• **Data under study**
use crate::presence::notifier::{LogEntry, LogLevel};
use crate::reports::{PlayerSummary, Rankings, WEEKLY_PICO_PRACA_TARGET, WEEKLY_WB_TARGET};
use crate::utils::time::month_name_pt;
use chrono::{Datelike, NaiveDate};
use poise::serenity_prelude as serenity;

const GREEN: u32 = 0x2ecc71;
const ORANGE: u32 = 0xe67e22;
const RED: u32 = 0xe74c3c;
const BLUE: u32 = 0x3498db;
const GOLD: u32 = 0xf1c40f;

pub fn format_ranking(entries: &[(String, usize)]) -> String {
    if entries.is_empty() {
        return "Nenhum registro.".to_string();
    }

    entries
        .iter()
        .enumerate()
        .map(|(i, (name, count))| format!("{}. **{}** (`{}`)", i + 1, name, count))
        .collect::<Vec<_>>()
        .join("\n")
}

pub fn format_week_range(week_start: NaiveDate) -> String {
    let week_end = week_start + chrono::Duration::days(6);
    format!("{} a {}", week_start.format("%d/%m"), week_end.format("%d/%m"))
}

pub fn create_log_embed(entry: &LogEntry) -> serenity::CreateEmbed {
    let color = match entry.level {
        LogLevel::Success => GREEN,
        LogLevel::Warning => ORANGE,
        LogLevel::Failure => RED,
    };
    serenity::CreateEmbed::new()
        .title(&entry.title)
        .description(&entry.description)
        .color(color)
        .timestamp(serenity::Timestamp::now())
}

pub fn create_error_embed(title: &str, description: &str) -> serenity::CreateEmbed {
    serenity::CreateEmbed::new()
        .title(title)
        .description(description)
        .color(RED)
        .timestamp(serenity::Timestamp::now())
}

pub fn create_player_report_embed(
    player: &str,
    division: &str,
    summary: &PlayerSummary,
    week_start: NaiveDate,
    today: NaiveDate,
) -> serenity::CreateEmbed {
    serenity::CreateEmbed::new()
        .title(format!("📊 Relatório de Presença - {}", player))
        .description(format!("Dados da divisão: **{}**", division))
        .color(BLUE)
        .field("WB (Semanal)", format!("`{}/{}`", summary.weekly_wb, WEEKLY_WB_TARGET), true)
        .field(
            "Praça/Pico (Semanal)",
            format!("`{}/{}`", summary.weekly_pico_praca, WEEKLY_PICO_PRACA_TARGET),
            true,
        )
        .field("\u{200b}", "\u{200b}", true)
        .field("WB (Mensal)", format!("`{}` presenças", summary.monthly_wb), true)
        .field("Eventos (Mensal)", format!("`{}` presenças", summary.monthly_events), true)
        .footer(serenity::CreateEmbedFooter::new(format!(
            "Semana: {} | Mês: {} de {}",
            format_week_range(week_start),
            month_name_pt(today.month()),
            today.year()
        )))
}

pub fn create_rankings_embed(division: &str, rankings: &Rankings, week_start: NaiveDate) -> serenity::CreateEmbed {
    serenity::CreateEmbed::new()
        .title(format!("🏆 Rankings de Presença - {}", division))
        .description(format!("**Período Semanal:** {}", format_week_range(week_start)))
        .color(GOLD)
        .field("WB (Top 10)", format_ranking(&rankings.wb), true)
        .field("Praça/Pico (Top 10)", format_ranking(&rankings.pico_praca), true)
        .field("Eventos (Top 10)", format_ranking(&rankings.events), true)
}
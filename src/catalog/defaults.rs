use super::{ALL_DAYS, CategoryCatalog, Catalog, CatalogError, Division, EventDefinition, TimeWindow};

const MON_TUE_THU_FRI: [u8; 4] = [0, 1, 3, 4];

fn hms(start: (u32, u32, u32), end: (u32, u32, u32)) -> Result<TimeWindow, CatalogError> {
    TimeWindow::from_hms(start, end).ok_or_else(|| {
        CatalogError::InvalidTime(format!(
            "{:02}:{:02}:{:02}-{:02}:{:02}:{:02}",
            start.0, start.1, start.2, end.0, end.1, end.2
        ))
    })
}

fn w(start: (u32, u32), end: (u32, u32)) -> Result<TimeWindow, CatalogError> {
    hms((start.0, start.1, 0), (end.0, end.1, 0))
}

fn category(name: &str, events: Vec<EventDefinition>) -> CategoryCatalog {
    CategoryCatalog {
        name: name.to_string(),
        events,
    }
}

fn division(key: String, categories: Vec<CategoryCatalog>) -> Division {
    Division {
        sheet_target: key.clone(),
        key,
        categories,
    }
}

/// Built-in event table. Windows open five minutes before the in-game start.
pub fn builtin() -> Result<Catalog, CatalogError> {
    let mut divisions = vec![north_america(44)?];
    for server in [43, 14] {
        divisions.push(europe(server)?);
    }
    for server in [23, 43, 63, 71] {
        divisions.push(south_america(server)?);
    }
    Ok(Catalog { divisions })
}

fn north_america(server: u32) -> Result<Division, CatalogError> {
    Ok(division(
        format!("NORTH AMERICA {server}"),
        vec![
            category(
                "wb",
                vec![
                    EventDefinition::new("WB 10:00 + Pico", &ALL_DAYS, vec![w((10, 55), (11, 15))?]),
                    EventDefinition::new("WB 12:00 + Praça", &ALL_DAYS, vec![w((12, 55), (13, 15))?]),
                    EventDefinition::new("WB 20:00", &ALL_DAYS, vec![w((20, 55), (21, 15))?]),
                    EventDefinition::new("WB 22:00 + Pico", &ALL_DAYS, vec![w((22, 55), (23, 15))?]),
                    EventDefinition::new("WB 00:00 + Praça", &ALL_DAYS, vec![w((0, 55), (1, 15))?]),
                ],
            ),
            category(
                "praça-pico",
                vec![
                    EventDefinition::new(
                        "Pico",
                        &ALL_DAYS,
                        vec![
                            w((1, 55), (2, 15))?,
                            w((4, 55), (5, 15))?,
                            w((7, 55), (8, 15))?,
                            w((13, 55), (14, 15))?,
                            w((16, 55), (17, 15))?,
                            w((19, 55), (20, 15))?,
                        ],
                    ),
                    EventDefinition::new(
                        "Praça",
                        &ALL_DAYS,
                        vec![
                            w((3, 55), (4, 15))?,
                            w((6, 55), (7, 15))?,
                            w((9, 55), (10, 15))?,
                            w((15, 55), (16, 15))?,
                            w((18, 55), (19, 15))?,
                            w((21, 55), (22, 15))?,
                        ],
                    ),
                ],
            ),
            category(
                "eventos",
                vec![
                    EventDefinition::new(
                        "Krukan/Nerkan/Turkan/Utukan",
                        &MON_TUE_THU_FRI,
                        vec![hms((23, 55, 0), (0, 15, 59))?],
                    ),
                    EventDefinition::new("Guerra de Vale", &[2], vec![hms((23, 45, 0), (0, 10, 59))?]),
                    EventDefinition::new("Defesa de Cristal", &[3], vec![hms((23, 45, 0), (0, 10, 59))?]),
                    EventDefinition::new("Saque do Castelo", &[4], vec![hms((23, 45, 0), (0, 10, 59))?]),
                ],
            ),
        ],
    ))
}

fn europe(server: u32) -> Result<Division, CatalogError> {
    // Server 14 keeps its events in a differently named channel.
    let events_channel = if server == 14 { "eventos-juja" } else { "eventos" };

    Ok(division(
        format!("EUROPE {server}"),
        vec![
            category(
                "wb",
                vec![
                    EventDefinition::new("WB 10:00 + Pico", &ALL_DAYS, vec![w((4, 55), (5, 15))?]),
                    EventDefinition::new("WB 12:00 + Praça", &ALL_DAYS, vec![w((6, 55), (7, 15))?]),
                    EventDefinition::new("WB 20:00", &ALL_DAYS, vec![w((14, 55), (15, 15))?]),
                    EventDefinition::new("WB 22:00 + Pico", &ALL_DAYS, vec![w((16, 55), (17, 15))?]),
                    EventDefinition::new("WB 00:00 + Praça", &ALL_DAYS, vec![w((18, 55), (19, 15))?]),
                ],
            ),
            category(
                "praça-pico",
                vec![
                    EventDefinition::new(
                        "Pico",
                        &ALL_DAYS,
                        vec![
                            w((19, 55), (20, 15))?,
                            w((22, 55), (23, 15))?,
                            w((1, 55), (2, 15))?,
                            w((7, 55), (8, 15))?,
                            w((10, 55), (11, 15))?,
                            w((13, 55), (14, 15))?,
                        ],
                    ),
                    EventDefinition::new(
                        "Praça",
                        &ALL_DAYS,
                        vec![
                            w((21, 55), (22, 15))?,
                            w((0, 55), (1, 15))?,
                            w((3, 55), (4, 15))?,
                            w((9, 55), (10, 15))?,
                            w((12, 55), (13, 15))?,
                            w((15, 55), (16, 15))?,
                        ],
                    ),
                ],
            ),
            category(
                events_channel,
                vec![
                    EventDefinition::new("Krukan/Nerkan/Turkan/Utukan", &MON_TUE_THU_FRI, vec![w((17, 55), (18, 15))?]),
                    EventDefinition::new("Guerra de Vale", &[2], vec![w((17, 45), (18, 10))?]),
                    EventDefinition::new("Defesa de Cristal", &[3], vec![w((17, 45), (18, 10))?]),
                    EventDefinition::new("Saque do Castelo", &[4], vec![w((17, 45), (18, 10))?]),
                ],
            ),
        ],
    ))
}

fn south_america(server: u32) -> Result<Division, CatalogError> {
    Ok(division(
        format!("SOUTH AMERICA {server}"),
        vec![
            category(
                "wb",
                vec![
                    EventDefinition::new("WB 10:00", &ALL_DAYS, vec![w((9, 55), (10, 15))?]),
                    EventDefinition::new("WB 12:00", &ALL_DAYS, vec![w((11, 55), (12, 15))?]),
                    EventDefinition::new("WB 20:00", &ALL_DAYS, vec![w((13, 55), (20, 15))?]),
                    EventDefinition::new("WB 22:00", &ALL_DAYS, vec![w((21, 55), (22, 15))?]),
                    EventDefinition::new("WB 00:00", &ALL_DAYS, vec![hms((23, 55, 0), (0, 15, 59))?]),
                ],
            ),
            category(
                "eventos",
                vec![
                    EventDefinition::new("Krukan", &[1], vec![w((21, 45), (22, 10))?]),
                    EventDefinition::new("Guerra de Vale", &[2], vec![w((22, 45), (23, 10))?]),
                    EventDefinition::new("Defesa de Cristal", &[3], vec![w((22, 45), (23, 10))?]),
                    EventDefinition::new("Saque do Castelo", &[4], vec![w((22, 45), (23, 10))?]),
                ],
            ),
        ],
    ))
}
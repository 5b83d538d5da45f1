use async_trait::async_trait;
use thiserror::Error;

#[derive(Debug, Error)]
pub enum NotifyError {
    /// The user does not accept direct messages from the bot.
    #[error("direct messages are closed")]
    Forbidden,
    #[error("notification failed: {0}")]
    Failed(String),
}

#[derive(Debug, Clone, Copy, PartialEq, Eq)]
pub enum LogLevel {
    Success,
    Warning,
    Failure,
}

/// Audit entry mirrored to the log channel.
#[derive(Debug, Clone, PartialEq, Eq)]
pub struct LogEntry {
    pub level: LogLevel,
    pub title: String,
    pub description: String,
}

impl LogEntry {
    pub fn new(level: LogLevel, title: impl Into<String>, description: impl Into<String>) -> Self {
        Self {
            level,
            title: title.into(),
            description: description.into(),
        }
    }
}

/// Outbound side of the chat platform.
#[async_trait]
pub trait Notifier: Send + Sync {
    async fn send_direct_message(&self, user_id: u64, text: &str) -> Result<(), NotifyError>;

    async fn add_acknowledgment(&self, channel_id: u64, message_id: u64) -> Result<(), NotifyError>;

    /// Best effort; implementations log their own failures.
    async fn log_event(&self, entry: LogEntry);
}
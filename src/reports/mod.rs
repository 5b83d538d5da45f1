pub mod roster;

use crate::sheets::PresenceRow;
use crate::utils::time::{start_of_month, start_of_week};
use chrono::NaiveDate;
use std::collections::HashMap;

pub const WEEKLY_WB_TARGET: usize = 35;
pub const WEEKLY_PICO_PRACA_TARGET: usize = 56;
pub const RANKING_SIZE: usize = 10;

pub fn is_world_boss(event: &str) -> bool {
    event.contains("WB")
}

pub fn is_pico_praca(event: &str) -> bool {
    event.contains("Pico") || event.contains("Praça")
}

/// Weekly events that are neither world bosses nor Pico/Praça.
pub fn is_other_event(event: &str) -> bool {
    !is_world_boss(event) && !is_pico_praca(event)
}

#[derive(Debug, Clone, Copy, PartialEq, Eq, Default)]
pub struct PlayerSummary {
    pub weekly_wb: usize,
    pub weekly_pico_praca: usize,
    pub monthly_wb: usize,
    pub monthly_events: usize,
}

#[derive(Debug, Clone, PartialEq, Eq, Default)]
pub struct Rankings {
    pub wb: Vec<(String, usize)>,
    pub pico_praca: Vec<(String, usize)>,
    pub events: Vec<(String, usize)>,
}

fn dated(rows: &[PresenceRow]) -> impl Iterator<Item = (NaiveDate, &PresenceRow)> {
    rows.iter().filter_map(|row| row.date().map(|d| (d, row)))
}

/// Counts for one player (case-insensitive nickname). `None` when the player has no rows.
pub fn player_summary(rows: &[PresenceRow], player: &str, today: NaiveDate) -> Option<PlayerSummary> {
    let player = player.to_lowercase();
    let week_start = start_of_week(today);
    let month_start = start_of_month(today);

    let mine: Vec<(NaiveDate, &PresenceRow)> = dated(rows)
        .filter(|(_, row)| row.nickname.to_lowercase() == player)
        .collect();
    if mine.is_empty() {
        return None;
    }

    let mut summary = PlayerSummary::default();
    for (day, row) in mine {
        if day >= week_start {
            if is_world_boss(&row.event) {
                summary.weekly_wb += 1;
            }
            if is_pico_praca(&row.event) {
                summary.weekly_pico_praca += 1;
            }
        }
        if day >= month_start {
            if is_world_boss(&row.event) {
                summary.monthly_wb += 1;
            }
            if is_other_event(&row.event) {
                summary.monthly_events += 1;
            }
        }
    }

    Some(summary)
}

fn top(counts: HashMap<&str, usize>) -> Vec<(String, usize)> {
    let mut ranked: Vec<(String, usize)> = counts
        .into_iter()
        .map(|(name, count)| (name.to_string(), count))
        .collect();
    ranked.sort_by(|a, b| b.1.cmp(&a.1).then_with(|| a.0.cmp(&b.0)));
    ranked.truncate(RANKING_SIZE);
    ranked
}

/// Top players of the current week in each event class.
pub fn weekly_rankings(rows: &[PresenceRow], today: NaiveDate) -> Rankings {
    let week_start = start_of_week(today);
    let mut wb = HashMap::new();
    let mut pico_praca = HashMap::new();
    let mut events = HashMap::new();

    for (day, row) in dated(rows) {
        if day < week_start || row.nickname.is_empty() {
            continue;
        }
        let name = row.nickname.as_str();
        if is_world_boss(&row.event) {
            *wb.entry(name).or_insert(0) += 1;
        }
        if is_pico_praca(&row.event) {
            *pico_praca.entry(name).or_insert(0) += 1;
        }
        if is_other_event(&row.event) {
            *events.entry(name).or_insert(0) += 1;
        }
    }

    Rankings {
        wb: top(wb),
        pico_praca: top(pico_praca),
        events: top(events),
    }
}

#[cfg(test)]
mod tests {
    use super::*;

    fn row(day: &str, event: &str, nickname: &str) -> PresenceRow {
        PresenceRow {
            day: day.to_string(),
            event: event.to_string(),
            time: "12:00:00".to_string(),
            nickname: nickname.to_string(),
        }
    }

    /// Wednesday; the week starts on Sunday 2025-01-12 and the month on 2025-01-01.
    fn today() -> NaiveDate {
        NaiveDate::from_ymd_opt(2025, 1, 15).unwrap()
    }

    #[test]
    fn combined_events_count_in_both_classes() {
        assert!(is_world_boss("WB 10:00 + Pico"));
        assert!(is_pico_praca("WB 10:00 + Pico"));
        assert!(!is_other_event("WB 10:00 + Pico"));
        assert!(is_other_event("Guerra de Vale"));
    }

    #[test]
    fn player_summary_splits_week_and_month() {
        let rows = vec![
            row("13/01/2025", "WB 10:00 + Pico", "Ana"),
            row("14/01/2025", "Praça", "ana"),
            row("12/01/2025", "Guerra de Vale", "Ana"),
            row("05/01/2025", "WB 20:00", "Ana"),
            row("28/12/2024", "WB 20:00", "Ana"),
            row("13/01/2025", "WB 20:00", "Bruno"),
            row("not a date", "WB 20:00", "Ana"),
        ];

        let summary = player_summary(&rows, "ANA", today()).unwrap();
        assert_eq!(
            summary,
            PlayerSummary {
                weekly_wb: 1,
                weekly_pico_praca: 2,
                monthly_wb: 2,
                monthly_events: 1,
            }
        );
    }

    #[test]
    fn unknown_player_has_no_summary() {
        let rows = vec![row("13/01/2025", "WB 20:00", "Bruno")];
        assert!(player_summary(&rows, "Ana", today()).is_none());
    }

    #[test]
    fn rankings_order_by_count_then_name() {
        let rows = vec![
            row("13/01/2025", "WB 20:00", "Bruno"),
            row("14/01/2025", "WB 22:00", "Bruno"),
            row("13/01/2025", "WB 20:00", "Ana"),
            row("13/01/2025", "WB 20:00", "Carla"),
            row("13/01/2025", "Pico", "Carla"),
            row("13/01/2025", "Krukan", "Ana"),
            row("01/01/2025", "WB 20:00", "Davi"),
        ];

        let rankings = weekly_rankings(&rows, today());
        assert_eq!(
            rankings.wb,
            vec![("Bruno".to_string(), 2), ("Ana".to_string(), 1), ("Carla".to_string(), 1)]
        );
        assert_eq!(rankings.pico_praca, vec![("Carla".to_string(), 1)]);
        assert_eq!(rankings.events, vec![("Ana".to_string(), 1)]);
    }

    #[test]
    fn rankings_keep_top_ten() {
        let rows: Vec<PresenceRow> = (0..15)
            .map(|i| row("13/01/2025", "WB 20:00", &format!("P{i:02}")))
            .collect();
        assert_eq!(weekly_rankings(&rows, today()).wb.len(), RANKING_SIZE);
    }
}
use anyhow::Result;
use chrono::{DateTime, Datelike, Days, NaiveDate, NaiveTime, TimeZone, Timelike, Utc};
use chrono_tz::Tz;

pub fn parse_timezone(name: &str) -> Result<Tz> {
    name.trim()
        .parse::<Tz>()
        .map_err(|_| anyhow::anyhow!("Unknown timezone: {}", name))
}

pub fn parse_time_string(time_str: &str) -> Result<NaiveTime> {
    let time_str = time_str.trim();

    if let Ok(time) = NaiveTime::parse_from_str(time_str, "%H:%M") {
        return Ok(time);
    }

    if let Ok(time) = NaiveTime::parse_from_str(time_str, "%H:%M:%S") {
        return Ok(time);
    }

    Err(anyhow::anyhow!("Invalid time format. Use HH:MM or HH:MM:SS"))
}

pub fn to_local(instant: DateTime<Utc>, tz: Tz) -> DateTime<Tz> {
    instant.with_timezone(&tz)
}

/// Weekday (0 = Monday) and time of day, truncated to whole seconds, in `tz`.
pub fn local_weekday_and_time(instant: DateTime<Utc>, tz: Tz) -> (u8, NaiveTime) {
    let local = to_local(instant, tz);
    let weekday = local.weekday().num_days_from_monday() as u8;
    let time = local.time().with_nanosecond(0).unwrap_or_else(|| local.time());
    (weekday, time)
}

pub fn get_current_date(tz: Tz) -> NaiveDate {
    Utc::now().with_timezone(&tz).date_naive()
}

/// Sheet day column, `DD/MM/YYYY`.
pub fn format_sheet_day(local: &DateTime<Tz>) -> String {
    local.format("%d/%m/%Y").to_string()
}

/// Sheet time column, `HH:MM:SS`.
pub fn format_sheet_time(local: &DateTime<Tz>) -> String {
    local.format("%H:%M:%S").to_string()
}

pub fn parse_sheet_day(day: &str) -> Option<NaiveDate> {
    NaiveDate::parse_from_str(day.trim(), "%d/%m/%Y").ok()
}

/// Next instant strictly after `now` at which the local wall clock in `tz` reads `at`.
pub fn next_daily_occurrence(now: DateTime<Utc>, tz: Tz, at: NaiveTime) -> DateTime<Utc> {
    let today = now.with_timezone(&tz).date_naive();

    for offset in 0..3u64 {
        let Some(date) = today.checked_add_days(Days::new(offset)) else {
            continue;
        };
        let naive = date.and_time(at);
        // A wall-clock time skipped by a DST jump fires an hour later.
        let candidate = tz
            .from_local_datetime(&naive)
            .earliest()
            .or_else(|| tz.from_local_datetime(&(naive + chrono::Duration::hours(1))).earliest());

        if let Some(candidate) = candidate {
            let candidate = candidate.with_timezone(&Utc);
            if candidate > now {
                return candidate;
            }
        }
    }

    now + chrono::Duration::days(1)
}

/// Sunday that opens the reporting week containing `date`.
pub fn start_of_week(date: NaiveDate) -> NaiveDate {
    let days_since_sunday = date.weekday().num_days_from_sunday() as u64;
    date.checked_sub_days(Days::new(days_since_sunday))
        .unwrap_or(date)
}

pub fn start_of_month(date: NaiveDate) -> NaiveDate {
    NaiveDate::from_ymd_opt(date.year(), date.month(), 1).unwrap_or(date)
}

pub fn month_name_pt(month: u32) -> &'static str {
    match month {
        1 => "Janeiro",
        2 => "Fevereiro",
        3 => "Março",
        4 => "Abril",
        5 => "Maio",
        6 => "Junho",
        7 => "Julho",
        8 => "Agosto",
        9 => "Setembro",
        10 => "Outubro",
        11 => "Novembro",
        12 => "Dezembro",
        _ => "",
    }
}

#[cfg(test)]
mod tests {
    use super::*;

    fn sao_paulo() -> Tz {
        parse_timezone("America/Sao_Paulo").unwrap()
    }

    #[test]
    fn parses_both_time_formats() {
        assert_eq!(parse_time_string("00:25").unwrap(), NaiveTime::from_hms_opt(0, 25, 0).unwrap());
        assert_eq!(parse_time_string(" 23:10:59 ").unwrap(), NaiveTime::from_hms_opt(23, 10, 59).unwrap());
        assert!(parse_time_string("25:00").is_err());
    }

    #[test]
    fn unknown_timezone_is_an_error() {
        assert!(parse_timezone("Mars/Olympus").is_err());
    }

    #[test]
    fn local_weekday_uses_configured_zone() {
        // 2025-01-02 01:30 UTC is Wednesday 22:30 in Sao Paulo (UTC-3).
        let instant = Utc.with_ymd_and_hms(2025, 1, 2, 1, 30, 0).unwrap();
        let (weekday, time) = local_weekday_and_time(instant, sao_paulo());
        assert_eq!(weekday, 2);
        assert_eq!(time, NaiveTime::from_hms_opt(22, 30, 0).unwrap());
    }

    #[test]
    fn next_occurrence_rolls_over_to_tomorrow() {
        let tz = sao_paulo();
        let reset = NaiveTime::from_hms_opt(0, 25, 0).unwrap();

        // 2025-01-01 02:00 local, reset already passed today.
        let now = Utc.with_ymd_and_hms(2025, 1, 1, 5, 0, 0).unwrap();
        let next = next_daily_occurrence(now, tz, reset);
        assert_eq!(next, Utc.with_ymd_and_hms(2025, 1, 2, 3, 25, 0).unwrap());

        // 2025-01-01 00:10 local, reset still ahead today.
        let now = Utc.with_ymd_and_hms(2025, 1, 1, 3, 10, 0).unwrap();
        let next = next_daily_occurrence(now, tz, reset);
        assert_eq!(next, Utc.with_ymd_and_hms(2025, 1, 1, 3, 25, 0).unwrap());
    }

    #[test]
    fn weeks_start_on_sunday() {
        let wednesday = NaiveDate::from_ymd_opt(2025, 1, 1).unwrap();
        assert_eq!(start_of_week(wednesday), NaiveDate::from_ymd_opt(2024, 12, 29).unwrap());

        let sunday = NaiveDate::from_ymd_opt(2024, 12, 29).unwrap();
        assert_eq!(start_of_week(sunday), sunday);
    }

    #[test]
    fn sheet_formats_round_trip_day() {
        let local = Utc.with_ymd_and_hms(2025, 3, 5, 1, 2, 3).unwrap().with_timezone(&sao_paulo());
        assert_eq!(format_sheet_day(&local), "04/03/2025");
        assert_eq!(format_sheet_time(&local), "22:02:03");
        assert_eq!(parse_sheet_day("04/03/2025"), NaiveDate::from_ymd_opt(2025, 3, 4));
    }
}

• **Your objective**
Copy the material above word for word, taking the first line, the line containing "const GREEN: u32 = 0x2ecc71;", and every line between them, and nothing else.

• **Answer area**
use crate::presence::notifier::{LogEntry, LogLevel};
use crate::reports::{PlayerSummary, Rankings, WEEKLY_PICO_PRACA_TARGET, WEEKLY_WB_TARGET};
use crate::utils::time::month_name_pt;
use chrono::{Datelike, NaiveDate};
use poise::serenity_prelude as serenity;

const GREEN: u32 = 0x2ecc71;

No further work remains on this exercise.